4.1 Simulating evolutionary changes in allele frequencies

In our second lecture we studied and derived the Price theorem (Price 1970) that can be used to predict how the mean value of any measurable property of a population change from one generation to the other. For this exercise section, we will use the Price theorem to gain more intuition about how the moments of the distribution of traits in a population can evolve by natural selection. Building upon the core results of the theorem, We will also study how we can predict the mode of selection in a population (directional, stabilizing and disruptive) using linear regressions.

We begin with the Price theorem, that can be expressed as the following equation (Rice 2005):

\[ \Delta \overline{z}=\frac{1}{\overline{W}}\left[Cov(W, z) + E(W\overline{\delta}) \right] \] As we studied during the lecture, the equation is comprised of two terms. The first term, \(\frac{1}{\overline{W}}Cov(W, z)\) encompass the changes due to differential survival and reproduction, while the second one, comprises changes resulting from any process involved in reproduction. For this exercise section we will assume that \(E(W\overline{\delta})=0\) and will work with the simplified version of the Price theorem, \(\Delta \overline{z}=\frac{1}{\overline{W}}Cov(W, z)\).

We begin simulating a measurable trait, \(z\), that follows a normal distribution with mean \(\mu=5.0\) and \(\sigma^2=1.0\) in a population of 10000 individuals:

library(ggplot2)
library(ggpubr)

n=10000 #Population size
z_u=5 #Mean trait value
z_var=1 #Variance
z = rnorm(n, mean=z_u, sd=sqrt(z_var)) #Sampling from a normal distribution with mean=5 and variance=1 (the standard deviation is equal to the square root of the variance).

# Plotting the distribution
ggplot(data=data.frame(z))+
  geom_density(aes(x=z))+
  xlab("Trait value")+ylab("Density")+
  theme_pubr()

Now that we have a distribution of traits, we can begin to use the Price theorem to predict how the moments of this distribution can change because of differential survival and reproduction. Here we will focus on the first and second moments of the distribution - the mean and the variance - but the theorem can also be used for other higher order moments.
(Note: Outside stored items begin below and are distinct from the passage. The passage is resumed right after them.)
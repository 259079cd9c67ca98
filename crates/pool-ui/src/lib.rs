//! Egg Pool UI
//!
//! Headless state machines behind the submission form's interactive fields.
//! Rendering is left to the front end; these types own the timing and
//! selection logic.
//!
//! # Core Concepts
//!
//! - [`DebouncedLookup`]: Validates free text against a remote lookup once
//!   typing pauses; later input always wins
//! - [`SearchSelect`]: Filters a large candidate list as the user types, with
//!   keyboard highlight and a blur grace period
//!
//! # Example
//!
//! ```rust,ignore
//! use pool_ui::{DebouncedLookup, SearchSelect};
//!
//! let species = DebouncedLookup::new(pokeapi);
//! species.on_input_change("pikachu");
//! let state = species.settled().await;
//!
//! let moves = SearchSelect::new(move_names);
//! moves.set_query("thunder");
//! ```

#![warn(missing_docs)]
#![warn(unreachable_pub)]

mod debounce;
mod select;

// Re-exports
pub use debounce::{DebouncedLookup, LookupState, DEFAULT_QUIET_INTERVAL};
pub use select::{Key, SearchSelect, DEFAULT_BLUR_GRACE, DEFAULT_MAX_RESULTS};

/// Version of this crate
pub const VERSION: &str = env!("CARGO_PKG_VERSION");
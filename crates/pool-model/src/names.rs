//! Display-name helpers
//!
//! Reference data arrives as slugs (`vine-whip`); the UI shows title-cased
//! names (`Vine Whip`) and lookups go back through [`to_slug`].

/// Title-case a slug: dashes become spaces and every word starts uppercase.
///
/// A "word" starts at any ASCII alphanumeric or `_` that does not follow
/// another one, so `farfetch'd` becomes `Farfetch'D`.
#[must_use]
pub fn format_name(slug: &str) -> String {
    let mut out = String::with_capacity(slug.len());
    let mut prev_is_word = false;
    for c in slug.chars() {
        let c = if c == '-' { ' ' } else { c };
        let is_word = c.is_ascii_alphanumeric() || c == '_';
        if is_word && !prev_is_word {
            out.push(c.to_ascii_uppercase());
        } else {
            out.push(c);
        }
        prev_is_word = is_word;
    }
    out
}

/// Reverse of [`format_name`] for lookups: `"Mr. Mime "` → `"mr.-mime"`.
#[must_use]
pub fn to_slug(name: &str) -> String {
    name.trim()
        .to_lowercase()
        .split_whitespace()
        .collect::<Vec<_>>()
        .join("-")
}

/// Uppercase the first character, leave the rest untouched.
#[must_use]
pub fn capitalize(s: &str) -> String {
    let mut chars = s.chars();
    match chars.next() {
        Some(first) => first.to_uppercase().chain(chars).collect(),
        None => String::new(),
    }
}
use async_trait::async_trait;
use parking_lot::Mutex;
use pool_model::{Document, PoolResult, Snapshot, VersionToken};
use pool_store::{DocumentStore, WriteReceipt};
use std::collections::VecDeque;
use std::sync::atomic::{AtomicUsize, Ordering};

/// Store wrapper that lets a competing writer commit between a caller's read
/// and its write.
///
/// Each record queued with [`RacingStore::race_next_write`] is appended to the
/// inner store immediately before the next outer write is forwarded, so that
/// write carries a stale token.
pub struct RacingStore<S: DocumentStore> {
    inner: S,
    competitors: Mutex<VecDeque<S::Record>>,
    reads: AtomicUsize,
    writes: AtomicUsize,
}

impl<S: DocumentStore> RacingStore<S> {
    pub fn new(inner: S) -> Self {
        Self {
            inner,
            competitors: Mutex::new(VecDeque::new()),
            reads: AtomicUsize::new(0),
            writes: AtomicUsize::new(0),
        }
    }

    pub fn race_next_write(&self, record: S::Record) {
        self.competitors.lock().push_back(record);
    }

    pub fn inner(&self) -> &S {
        &self.inner
    }

    /// Reads issued through this wrapper (competitor reads excluded)
    pub fn read_count(&self) -> usize {
        self.reads.load(Ordering::SeqCst)
    }

    /// Writes issued through this wrapper (competitor writes excluded)
    pub fn write_count(&self) -> usize {
        self.writes.load(Ordering::SeqCst)
    }
}

#[async_trait]
impl<S: DocumentStore> DocumentStore for RacingStore<S> {
    type Record = S::Record;

    async fn read(&self) -> PoolResult<Snapshot<S::Record>> {
        self.reads.fetch_add(1, Ordering::SeqCst);
        self.inner.read().await
    }

    async fn write(
        &self,
        document: &Document<S::Record>,
        version: &VersionToken,
        description: &str,
    ) -> PoolResult<WriteReceipt> {
        self.writes.fetch_add(1, Ordering::SeqCst);

        let competitor = self.competitors.lock().pop_front();
        if let Some(record) = competitor {
            let snapshot = self.inner.read().await?;
            let raced = snapshot.document.with_appended(record);
            self.inner
                .write(&raced, &snapshot.version, "competing commit")
                .await?;
        }

        self.inner.write(document, version, description).await
    }
}
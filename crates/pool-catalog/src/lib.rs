//! Egg Pool Catalog
//!
//! Remote reference data: the large name lists that feed the search selects
//! and the single-entity lookup that confirms a typed Pokémon name.
//!
//! # Core Concepts
//!
//! - [`ReferenceList`]: Which list (Pokémon, moves, abilities, held items)
//! - [`ReferenceListProvider`]: Fetches one list of display names
//! - [`EntityLookup`]: Resolves free text to a canonical [`pool_model::EntityMatch`]
//! - [`PokeApiClient`]: Both providers over PokeAPI
//! - [`ReferenceCatalog`]: Lists loaded through a [`pool_cache::TtlCache`]

#![warn(missing_docs)]
#![warn(unreachable_pub)]

mod catalog;
mod pokeapi;
mod provider;

// Re-exports
pub use catalog::{ReferenceCatalog, ReferenceLists, REFERENCE_TTL};
pub use pokeapi::PokeApiClient;
pub use provider::{EntityLookup, ReferenceList, ReferenceListProvider};

/// Version of this crate
pub const VERSION: &str = env!("CARGO_PKG_VERSION");
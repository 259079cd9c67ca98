//! Submission workflow
//!
//! Validates a filled-in form against the confirmed entity, turns it into a
//! [`Record`], and appends it through an [`AppendCoordinator`]. The store
//! holds [`StoredRecord`]s, so records already in the document are sent back
//! exactly as they were read.

use crate::error::SubmissionError;
use pool_append::{AppendCoordinator, AppendOutcome, AppendPolicy, AppendState};
use pool_model::{capitalize, EntityMatch, Record, StoredRecord};
use pool_store::DocumentStore;

/// Move slots on the form
pub const MAX_MOVES: usize = 4;

/// Label on the idle submit button
pub const SUBMIT_LABEL: &str = "Submit Egg";

/// Raw form values, as typed
#[derive(Debug, Clone, Default, PartialEq, Eq)]
pub struct SubmissionForm {
    /// Trainer name
    pub submitter: String,
    /// Optional nickname
    pub nickname: String,
    /// Optional ability
    pub ability: String,
    /// Optional held item
    pub item: String,
    /// Up to [`MAX_MOVES`] moves; blanks are allowed
    pub moves: Vec<String>,
    /// Optional message
    pub message: String,
}

impl SubmissionForm {
    /// Form with only the trainer name filled in
    #[must_use]
    pub fn new(submitter: impl Into<String>) -> Self {
        Self {
            submitter: submitter.into(),
            ..Self::default()
        }
    }

    /// With nickname
    #[must_use]
    pub fn with_nickname(mut self, nickname: impl Into<String>) -> Self {
        self.nickname = nickname.into();
        self
    }

    /// With ability
    #[must_use]
    pub fn with_ability(mut self, ability: impl Into<String>) -> Self {
        self.ability = ability.into();
        self
    }

    /// With held item
    #[must_use]
    pub fn with_item(mut self, item: impl Into<String>) -> Self {
        self.item = item.into();
        self
    }

    /// With moves; anything past [`MAX_MOVES`] is ignored
    #[must_use]
    pub fn with_moves<I, S>(mut self, moves: I) -> Self
    where
        I: IntoIterator<Item = S>,
        S: Into<String>,
    {
        self.moves = moves.into_iter().take(MAX_MOVES).map(Into::into).collect();
        self
    }

    /// With message
    #[must_use]
    pub fn with_message(mut self, message: impl Into<String>) -> Self {
        self.message = message.into();
        self
    }

    /// Check the form before anything goes over the network.
    ///
    /// The trainer name is checked first, then the entity.
    ///
    /// # Errors
    /// `SubmissionError::Invalid` with the message shown to the user
    pub fn validate<'e>(
        &self,
        entity: Option<&'e EntityMatch>,
    ) -> Result<&'e EntityMatch, SubmissionError> {
        if self.submitter.trim().is_empty() {
            return Err(SubmissionError::Invalid(
                "Please enter your trainer name.".to_string(),
            ));
        }
        entity.ok_or_else(|| {
            SubmissionError::Invalid(
                "Please enter a valid Pokemon name and wait for it to be confirmed.".to_string(),
            )
        })
    }

    /// Build the record: text trimmed, blank moves dropped
    #[must_use]
    pub fn to_record(&self, entity: &EntityMatch) -> Record {
        let moves: Vec<&str> = self
            .moves
            .iter()
            .take(MAX_MOVES)
            .map(|m| m.trim())
            .filter(|m| !m.is_empty())
            .collect();

        Record::builder(self.submitter.trim(), entity)
            .nickname(self.nickname.trim())
            .ability(self.ability.trim())
            .item(self.item.trim())
            .moves(moves)
            .message(self.message.trim())
            .build()
    }
}

/// Commit message for a record
#[must_use]
pub fn commit_message(record: &Record) -> String {
    format!(
        "Add egg from {} ({})",
        record.submitter,
        capitalize(&record.entity_name)
    )
}

/// Submit button label for an append state
#[must_use]
pub fn progress_label(state: &AppendState, max_attempts: u32) -> String {
    match *state {
        AppendState::Reading { attempt } | AppendState::Writing { attempt } if attempt <= 1 => {
            "Submitting…".to_string()
        }
        AppendState::Reading { attempt }
        | AppendState::Writing { attempt }
        | AppendState::Retrying { attempt, .. } => {
            format!("Retrying… ({attempt}/{max_attempts})")
        }
        AppendState::Idle | AppendState::Succeeded { .. } | AppendState::Failed { .. } => {
            SUBMIT_LABEL.to_string()
        }
    }
}

/// A record that made it into the pool
#[derive(Debug, Clone, PartialEq)]
pub struct SubmissionReceipt {
    /// Record as committed
    pub record: Record,
    /// Append details
    pub outcome: AppendOutcome,
}

impl SubmissionReceipt {
    /// Confirmation line shown after a successful submit
    #[must_use]
    pub fn detail(&self) -> String {
        let name = capitalize(&self.record.entity_name);
        if self.record.nickname.is_empty() {
            format!("{name} from {} has been added to the egg pool.", self.record.submitter)
        } else {
            format!(
                "{name} (nicknamed \"{}\") from {} has been added to the egg pool.",
                self.record.nickname, self.record.submitter
            )
        }
    }
}

/// Validates forms and appends them to the pool
#[derive(Debug, Clone)]
pub struct SubmissionService<S> {
    coordinator: AppendCoordinator<S>,
}

impl<S> SubmissionService<S>
where
    S: DocumentStore<Record = StoredRecord>,
{
    /// Service with the default append policy
    #[must_use]
    pub fn new(store: S) -> Self {
        Self {
            coordinator: AppendCoordinator::new(store),
        }
    }

    /// Service with an explicit append policy
    #[must_use]
    pub fn with_policy(store: S, policy: AppendPolicy) -> Self {
        Self {
            coordinator: AppendCoordinator::with_policy(store, policy),
        }
    }

    /// Append policy in use
    #[inline]
    #[must_use]
    pub fn policy(&self) -> AppendPolicy {
        self.coordinator.policy()
    }

    /// Underlying store
    #[inline]
    #[must_use]
    pub fn store(&self) -> &S {
        self.coordinator.store()
    }

    /// Validate and append.
    ///
    /// # Errors
    /// `Invalid` before any network call, `Failed` once the append gives up
    pub async fn submit(
        &self,
        form: &SubmissionForm,
        entity: Option<&EntityMatch>,
    ) -> Result<SubmissionReceipt, SubmissionError> {
        self.submit_observed(form, entity, |_| {}).await
    }

    /// [`submit`](Self::submit), reporting append progress to `observe`.
    ///
    /// # Errors
    /// As [`submit`](Self::submit).
    pub async fn submit_observed<F>(
        &self,
        form: &SubmissionForm,
        entity: Option<&EntityMatch>,
        observe: F,
    ) -> Result<SubmissionReceipt, SubmissionError>
    where
        F: FnMut(&AppendState) + Send,
    {
        let entity = form.validate(entity)?;
        let record = form.to_record(entity);
        let encoded =
            StoredRecord::encode(&record).map_err(|e| SubmissionError::Invalid(e.to_string()))?;
        let description = commit_message(&record);

        tracing::info!(
            submitter = %record.submitter,
            entity = %record.entity_name,
            id = %record.id,
            "Submitting egg"
        );

        let outcome = self
            .coordinator
            .append_observed(encoded, &description, observe)
            .await?;
        Ok(SubmissionReceipt { record, outcome })
    }
}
As examples, we will use three different types of functions for how the fitness of individuals vary with trait values: (1) \(W=1+c+\epsilon\); (2) \(W=1+\beta z +\epsilon\) (3) \(W=e^{-\alpha\left(\theta-z+\epsilon\right)^2}\); where \(c\) is a constant; \(\beta\), \(\alpha\) and \(\theta\) are parameters that control the shape of the functions; and \(\epsilon\) is a small amount of random noise that we will sample from a normal distribution. In the code block below we define these functions.

#Defining the parameters of the fitness functions:

e=rnorm(n, mean=0, sd=0.05) #Sampling random noise
c=1 # Parameter of fitness function (1)
beta=0.5 # Parameter of fitness functions (2)
alpha=0.5; theta=4.0 # Parameters of fitness function (3)

w1=1+c+e #Fitness function (1)
w2=1+beta*z+e #Fitness function (2)
w3=1+exp(-alpha*(theta-z+e)^2) #Fitness function (3)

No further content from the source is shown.